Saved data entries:
- Opening Delimiter -
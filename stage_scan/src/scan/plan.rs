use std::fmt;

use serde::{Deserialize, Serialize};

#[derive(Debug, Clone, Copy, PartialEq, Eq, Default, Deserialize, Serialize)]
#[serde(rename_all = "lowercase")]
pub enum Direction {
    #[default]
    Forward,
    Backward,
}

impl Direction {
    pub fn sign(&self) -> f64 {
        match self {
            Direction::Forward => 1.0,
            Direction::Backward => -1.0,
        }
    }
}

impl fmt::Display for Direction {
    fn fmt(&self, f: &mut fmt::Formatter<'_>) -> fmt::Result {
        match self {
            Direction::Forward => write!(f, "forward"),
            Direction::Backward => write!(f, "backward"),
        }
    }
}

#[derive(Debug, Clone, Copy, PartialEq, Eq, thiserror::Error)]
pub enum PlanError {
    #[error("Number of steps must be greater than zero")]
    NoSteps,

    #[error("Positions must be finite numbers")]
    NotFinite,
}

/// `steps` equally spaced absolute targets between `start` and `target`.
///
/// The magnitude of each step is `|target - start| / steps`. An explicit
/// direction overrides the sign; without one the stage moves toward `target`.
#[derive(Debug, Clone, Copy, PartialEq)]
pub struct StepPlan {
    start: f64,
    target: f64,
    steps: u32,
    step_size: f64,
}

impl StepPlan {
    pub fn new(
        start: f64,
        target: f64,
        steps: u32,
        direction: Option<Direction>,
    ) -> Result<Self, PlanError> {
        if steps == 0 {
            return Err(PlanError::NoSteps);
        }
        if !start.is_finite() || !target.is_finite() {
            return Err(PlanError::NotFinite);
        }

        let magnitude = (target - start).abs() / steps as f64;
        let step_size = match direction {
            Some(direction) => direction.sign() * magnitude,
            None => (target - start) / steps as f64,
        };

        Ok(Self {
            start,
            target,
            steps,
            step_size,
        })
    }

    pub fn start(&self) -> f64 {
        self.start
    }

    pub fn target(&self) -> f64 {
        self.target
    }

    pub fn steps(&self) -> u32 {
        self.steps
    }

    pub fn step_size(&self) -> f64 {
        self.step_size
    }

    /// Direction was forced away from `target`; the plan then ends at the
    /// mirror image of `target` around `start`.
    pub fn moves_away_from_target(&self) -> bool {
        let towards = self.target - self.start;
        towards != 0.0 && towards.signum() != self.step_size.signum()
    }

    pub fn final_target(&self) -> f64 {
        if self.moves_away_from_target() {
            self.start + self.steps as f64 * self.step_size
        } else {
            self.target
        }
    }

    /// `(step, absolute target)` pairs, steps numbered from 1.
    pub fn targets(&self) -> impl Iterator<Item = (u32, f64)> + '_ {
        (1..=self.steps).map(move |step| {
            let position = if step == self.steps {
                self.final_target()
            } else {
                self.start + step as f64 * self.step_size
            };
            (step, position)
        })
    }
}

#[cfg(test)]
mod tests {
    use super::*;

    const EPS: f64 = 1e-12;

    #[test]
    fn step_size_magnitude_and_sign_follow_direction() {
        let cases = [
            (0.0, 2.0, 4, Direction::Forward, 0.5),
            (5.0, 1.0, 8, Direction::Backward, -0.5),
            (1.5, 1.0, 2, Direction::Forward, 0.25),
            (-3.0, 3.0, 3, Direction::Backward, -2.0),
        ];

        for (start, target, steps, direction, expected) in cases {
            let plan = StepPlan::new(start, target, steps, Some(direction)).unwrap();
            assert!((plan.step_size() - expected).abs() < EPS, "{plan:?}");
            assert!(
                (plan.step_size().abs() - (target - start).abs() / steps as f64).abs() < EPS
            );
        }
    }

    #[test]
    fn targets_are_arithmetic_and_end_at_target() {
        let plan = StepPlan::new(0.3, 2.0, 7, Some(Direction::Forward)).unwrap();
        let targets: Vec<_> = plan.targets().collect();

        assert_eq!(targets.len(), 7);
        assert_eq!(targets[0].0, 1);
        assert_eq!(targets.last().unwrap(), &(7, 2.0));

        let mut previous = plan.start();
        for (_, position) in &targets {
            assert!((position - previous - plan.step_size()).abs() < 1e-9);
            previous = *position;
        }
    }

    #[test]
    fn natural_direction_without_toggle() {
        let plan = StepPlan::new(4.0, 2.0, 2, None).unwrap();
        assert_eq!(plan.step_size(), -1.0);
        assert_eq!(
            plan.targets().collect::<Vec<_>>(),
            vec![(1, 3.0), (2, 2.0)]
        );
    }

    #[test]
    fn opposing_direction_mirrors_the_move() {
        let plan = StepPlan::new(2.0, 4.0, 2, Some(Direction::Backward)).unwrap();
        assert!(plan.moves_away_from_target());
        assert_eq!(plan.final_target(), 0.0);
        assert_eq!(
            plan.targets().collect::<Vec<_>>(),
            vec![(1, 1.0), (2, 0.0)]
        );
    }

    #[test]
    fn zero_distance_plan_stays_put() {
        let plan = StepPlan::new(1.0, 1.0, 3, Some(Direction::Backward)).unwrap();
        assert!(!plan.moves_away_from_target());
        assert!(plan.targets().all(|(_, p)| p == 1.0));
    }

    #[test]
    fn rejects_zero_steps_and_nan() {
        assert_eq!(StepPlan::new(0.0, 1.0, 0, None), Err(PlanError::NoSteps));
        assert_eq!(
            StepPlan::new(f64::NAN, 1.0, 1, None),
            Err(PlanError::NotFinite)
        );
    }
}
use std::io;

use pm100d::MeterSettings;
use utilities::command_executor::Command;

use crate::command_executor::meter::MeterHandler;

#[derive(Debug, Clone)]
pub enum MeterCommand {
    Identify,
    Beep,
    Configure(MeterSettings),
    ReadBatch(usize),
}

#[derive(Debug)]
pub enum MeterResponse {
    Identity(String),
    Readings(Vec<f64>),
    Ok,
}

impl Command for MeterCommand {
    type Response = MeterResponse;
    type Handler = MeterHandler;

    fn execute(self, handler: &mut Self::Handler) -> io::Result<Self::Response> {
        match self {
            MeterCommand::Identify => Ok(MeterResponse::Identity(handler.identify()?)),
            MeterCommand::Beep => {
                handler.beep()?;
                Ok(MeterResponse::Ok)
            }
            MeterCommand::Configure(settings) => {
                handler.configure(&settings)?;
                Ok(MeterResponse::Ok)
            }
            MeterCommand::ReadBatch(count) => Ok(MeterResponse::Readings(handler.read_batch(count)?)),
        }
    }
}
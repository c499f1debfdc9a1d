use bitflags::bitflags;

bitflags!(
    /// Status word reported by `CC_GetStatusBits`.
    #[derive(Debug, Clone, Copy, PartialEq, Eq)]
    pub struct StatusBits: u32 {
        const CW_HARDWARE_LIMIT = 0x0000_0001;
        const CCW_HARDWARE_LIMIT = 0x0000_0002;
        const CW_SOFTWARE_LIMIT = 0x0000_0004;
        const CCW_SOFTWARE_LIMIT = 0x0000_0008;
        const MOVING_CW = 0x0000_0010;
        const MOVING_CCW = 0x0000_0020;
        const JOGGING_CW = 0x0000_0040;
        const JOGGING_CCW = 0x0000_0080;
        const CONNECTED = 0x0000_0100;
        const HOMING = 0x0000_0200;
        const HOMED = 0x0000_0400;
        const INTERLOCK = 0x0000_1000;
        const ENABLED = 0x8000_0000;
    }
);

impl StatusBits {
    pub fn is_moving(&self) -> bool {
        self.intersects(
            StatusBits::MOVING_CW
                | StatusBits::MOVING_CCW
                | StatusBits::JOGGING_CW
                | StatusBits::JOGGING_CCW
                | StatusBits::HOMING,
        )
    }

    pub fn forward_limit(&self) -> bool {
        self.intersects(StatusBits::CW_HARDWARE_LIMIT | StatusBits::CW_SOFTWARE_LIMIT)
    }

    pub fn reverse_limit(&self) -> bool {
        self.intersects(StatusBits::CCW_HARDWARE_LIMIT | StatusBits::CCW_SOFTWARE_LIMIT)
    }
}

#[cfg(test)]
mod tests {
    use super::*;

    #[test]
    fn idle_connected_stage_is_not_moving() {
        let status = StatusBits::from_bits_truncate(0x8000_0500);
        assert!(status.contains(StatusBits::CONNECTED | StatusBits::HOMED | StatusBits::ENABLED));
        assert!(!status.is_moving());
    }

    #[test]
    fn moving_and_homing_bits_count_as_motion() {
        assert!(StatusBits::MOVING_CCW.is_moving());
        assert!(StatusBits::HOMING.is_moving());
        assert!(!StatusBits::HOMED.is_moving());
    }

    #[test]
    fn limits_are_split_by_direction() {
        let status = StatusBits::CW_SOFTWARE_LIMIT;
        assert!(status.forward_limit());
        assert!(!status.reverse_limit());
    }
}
- Closing Delimiter -
Scan the records above for the word "struct". Copy each line that has it.

- [EXERCISE ANSWER]
pub struct StepPlan {
    pub struct StatusBits: u32 {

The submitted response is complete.